TRAFFIC DETECTION WITH DEEP LEARNING
By Michael Peccia
ABSTRACT
This project aimed to develop a program capable of counting semi-trucks, sedans, and SUVs in each direction from traffic camera feeds in Lake County, Indiana. Utilizing Python, the Ultralytics library, Google Colab's GPU support, and Roboflow for object annotation, a sufficient model was able to be trained. Given the video quality constraints of the cameras, it was infeasible to train a model to distinct the SUVs from sedans, however, the model can easily detect and distinct between trucks and cars. This program has also experimented with vehicle speed detection. While speeds are shown to be in the range of what expected, the research didn't verify any of the results.
INTRODUCTION
The goal of this project is to design and implement a robust software solution capable of detecting and categorizing vehicles captured by camera feeds and count the amount of each in each direction. Why may this be important? First, it can be used for traffic management. Seeing which times of the day traffic flow increases/decreases could be used for traffic light timers. Second, it can be used as an indicator of economic growth in an area. If the rate of trucks entering towards an area is increasing over time, that can indicate economic growth in that area. There are many other ways this data can be used if thinking creatively. Maybe even for pricing billboards?
LANGUAGES/FRAMEWORKS
When it comes to deep learning, working in a Python environment couldn't be an easier choice. This is because there is a vast amount of libraries and frameworks that exist for deep learning. These libraries provide high level abstractions for building and training neural models. This makes it easier to implement complex models with minimal code. A popular framework which will be used in this program is PyTorch. The library we will use for model training and predicting will be Ultralytics (YOLOv8) which is built on top of PyTorch.

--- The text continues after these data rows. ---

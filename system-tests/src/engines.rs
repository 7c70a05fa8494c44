// system-tests/src/engines.rs
// ============================================================================
// Module: Scripted Engines
// Description: In-process stand-ins for the test runner.
// Purpose: Produce known reports and let scenarios hold a run open.
// Dependencies: async-trait, suite-relay-agent, tokio
// ============================================================================

//! ## Overview
//! [`ReportEngine`] writes a fixed report set into the working directory and
//! counts its runs. When built with [`ReportEngine::gated`] each run waits for
//! [`ReportEngine::release`] before finishing, which lets a scenario observe
//! the agent while the slot is held.

// ============================================================================
// SECTION: Imports
// ============================================================================

use std::fs;
use std::path::Path;
use std::sync::atomic::AtomicUsize;
use std::sync::atomic::Ordering;

use async_trait::async_trait;
use suite_relay_agent::EngineError;
use suite_relay_agent::EngineOutput;
use suite_relay_agent::ExecutionEngine;
use suite_relay_core::ExecutionOptions;
use suite_relay_core::OptionValue;
use tokio::sync::Notify;
use tokio::sync::Semaphore;
use tokio::time::Instant;

// ============================================================================
// SECTION: Constants
// ============================================================================

/// Report body written by every run.
pub const LOG_HTML: &[u8] = b"<html><body>1 test, 1 passed</body></html>\n";
/// Option name whose value becomes the exit code.
pub const EXIT_CODE_OPTION: &str = "exitcode";

// ============================================================================
// SECTION: Report Engine
// ============================================================================

/// Engine writing `log.html`, `output.xml`, and `report/summary.txt`.
#[derive(Default)]
pub struct ReportEngine {
    /// Completed or started runs.
    runs: AtomicUsize,
    /// Signalled when a run starts.
    started: Notify,
    /// Permits gating run completion, when gated.
    gate: Option<Semaphore>,
}

impl ReportEngine {
    /// Creates an engine whose runs finish immediately.
    #[must_use]
    pub fn new() -> Self {
        Self::default()
    }

    /// Creates an engine whose runs wait for [`Self::release`].
    #[must_use]
    pub fn gated() -> Self {
        Self {
            gate: Some(Semaphore::new(0)),
            ..Self::default()
        }
    }

    /// Returns how many runs have started.
    #[must_use]
    pub fn runs(&self) -> usize {
        self.runs.load(Ordering::SeqCst)
    }

    /// Waits until a run has started.
    pub async fn wait_started(&self) {
        let notified = self.started.notified();
        if self.runs() > 0 {
            return;
        }
        notified.await;
    }

    /// Lets one gated run finish.
    pub fn release(&self) {
        if let Some(gate) = &self.gate {
            gate.add_permits(1);
        }
    }
}

#[async_trait]
impl ExecutionEngine for ReportEngine {
    async fn execute(
        &self,
        work_dir: &Path,
        entry_point: &str,
        options: &ExecutionOptions,
        _deadline: Instant,
    ) -> Result<EngineOutput, EngineError> {
        self.runs.fetch_add(1, Ordering::SeqCst);
        self.started.notify_waiters();
        if let Some(gate) = &self.gate {
            let permit =
                gate.acquire().await.map_err(|err| EngineError::Io(err.to_string()))?;
            permit.forget();
        }

        let suite = fs::read_to_string(work_dir.join(entry_point))
            .map_err(|err| EngineError::Io(err.to_string()))?;
        let mut files = Vec::new();
        for entry in fs::read_dir(work_dir).map_err(|err| EngineError::Io(err.to_string()))? {
            let entry = entry.map_err(|err| EngineError::Io(err.to_string()))?;
            files.push(entry.file_name().to_string_lossy().into_owned());
        }
        files.sort();

        let write = |relative: &str, bytes: &[u8]| -> Result<(), EngineError> {
            let path = work_dir.join(relative);
            if let Some(parent) = path.parent() {
                fs::create_dir_all(parent).map_err(|err| EngineError::Io(err.to_string()))?;
            }
            fs::write(path, bytes).map_err(|err| EngineError::Io(err.to_string()))
        };
        write("log.html", LOG_HTML)?;
        write("output.xml", format!("<robot lines=\"{}\"/>", suite.lines().count()).as_bytes())?;
        write("report/summary.txt", files.join("\n").as_bytes())?;

        let exit_code = match options.get(EXIT_CODE_OPTION) {
            Some(OptionValue::String(value)) => value.parse().unwrap_or(0),
            _ => 0,
        };
        Ok(EngineOutput {
            exit_code,
            stdout: format!("Executed {entry_point} with {} file(s)", files.len()),
            stderr: String::new(),
        })
    }
}
/// Decodes a complete frame.
///
/// # Errors
///
/// Returns [`EnvelopeError::UnsupportedVersion`] for a version mismatch and
/// [`EnvelopeError::Malformed`] for bad magic, unknown kinds, inconsistent
/// lengths, trailing bytes, or a checksum mismatch.
pub fn decode(bytes: &[u8]) -> Result<Envelope, EnvelopeError> {
    let truncated = || EnvelopeError::Malformed("truncated frame".to_string());
    let prefix: &[u8; PREFIX_LEN] =
        bytes.get(..PREFIX_LEN).and_then(|slice| slice.try_into().ok()).ok_or_else(truncated)?;
    let parsed = parse_prefix(prefix)?;
    let mut offset = PREFIX_LEN;
    let id = bytes.get(offset..offset + parsed.id_len).ok_or_else(truncated)?;
    offset += parsed.id_len;
    let expected: [u8; CHECKSUM_LEN] = bytes
        .get(offset..offset + CHECKSUM_LEN)
        .and_then(|slice| slice.try_into().ok())
        .ok_or_else(truncated)?;
    offset += CHECKSUM_LEN;
    let len_bytes: [u8; 4] =
        bytes.get(offset..offset + 4).and_then(|slice| slice.try_into().ok()).ok_or_else(truncated)?;
    offset += 4;
    let payload_len = usize::try_from(u32::from_be_bytes(len_bytes))
        .map_err(|_| EnvelopeError::Malformed("payload length overflow".to_string()))?;
    let remaining = bytes.len() - offset;
    if remaining < payload_len {
        return Err(truncated());
    }
    if remaining > payload_len {
        return Err(EnvelopeError::Malformed("trailing bytes after payload".to_string()));
    }
    assemble(parsed.kind, id, expected, bytes[offset..].to_vec())
}

// ============================================================================
// SECTION: Stream Framing
// ============================================================================

/// Maps an I/O error to an envelope error.
fn io_error(err: &std::io::Error, started: bool) -> EnvelopeError {
    EnvelopeError::Io {
        message: err.to_string(),
        kind: err.kind(),
        started,
    }
}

COLLECTING AND PREPARING DATASET FOR TRAINING
The first step in this project is collecting the dataset. All the traffic camera footage is sourced from 511in.org. 20 seven minute videos from various cameras were sampled and added to the dataset. Now that the dataset is collected, it needs to be prepared for training. The model needs to understand what it's training for, so the next step was to find a service that provides object annotation. This will allow for the creation of classes in order to distinct between vehicles such as sedans, SUVs, and trucks. The service used for this project was Roboflow. Roboflow sampled about 10 - 20 images from each of the 20 videos. The completed dataset had over 250 images. Immediately into annotating and drawing boxes around all these images, the realization hit that it was infeasible to distinct between the SUVs and sedans. The poor video quality served as a constraint for this. If a human is struggling and failing to identify SUVs and sedans, the deep learning algorithm is no better than the human eyes. With a better quality video feed, this would be feasible but for now, this will result in the program distincting only between cars and trucks. After the completion of annotating, the dataset can now be exported and we can move to training.
TRAINING DATASET
It's now time to train the dataset. In order to save time, we are going to need access to a good GPU. Luckily, GPUs can be accessed on the cloud for free. Google Colab is excellent for this type of job. We can access a Jupyter Notebook and write all the Python code for training inside of it. In the notebook, the Ultralytics library will be imported along with an API to our dataset from Roboflow. Because the product is expected to be used for live traffic feeds, it is optimal to train it to be a faster model. The training was based off the YOLO nano model which sacrifices accuracy for time. Given that we are predicting cars and trucks on traffic cameras, the nano model was perfect and the resulting accuracy was sufficient. The model was trained for 100 epochs, an image size of 1152, and a batch size of 64. Once training finished, the result was a ".pt" file which was the trained model. This was downloaded to the local machine so it can be used for predicting.
MODEL RESULTS
Below are a few images from different cameras that demonstrate the models prediction capabilities.
OBJECT TRACKING
Now that the model can successful predict and detect objects, it's time to track them. Every time a new frame pops up, the model thinks it's detecting new objects. This obviously isn't the case. After researching, I found a someone by the name of FREEDOM TECH on YouTube who wrote code for a tracker. I added the tracker.py file to my program. While there wasn't documentation provided, I was able to figure out how to implement it. Two tracker objects were created, one tracker to track the class of trucks and the other tracker to track the class of cars. Now that the program can recognize individual vehicles apart from each other throughout the duration of a video, it's time to start counting how many of each class are entering and exiting.
ENTERING AND EXITING
The model is now able to track. Next, it's time to set up a region. This can be done by drawing two lines. Depending on the video feed that traffic is being detected on, there can either be a left line and a right line or a top line or a bottom line. It depends on the flow of traffic relative to the camera. In the images below, there is a top line and a bottom line.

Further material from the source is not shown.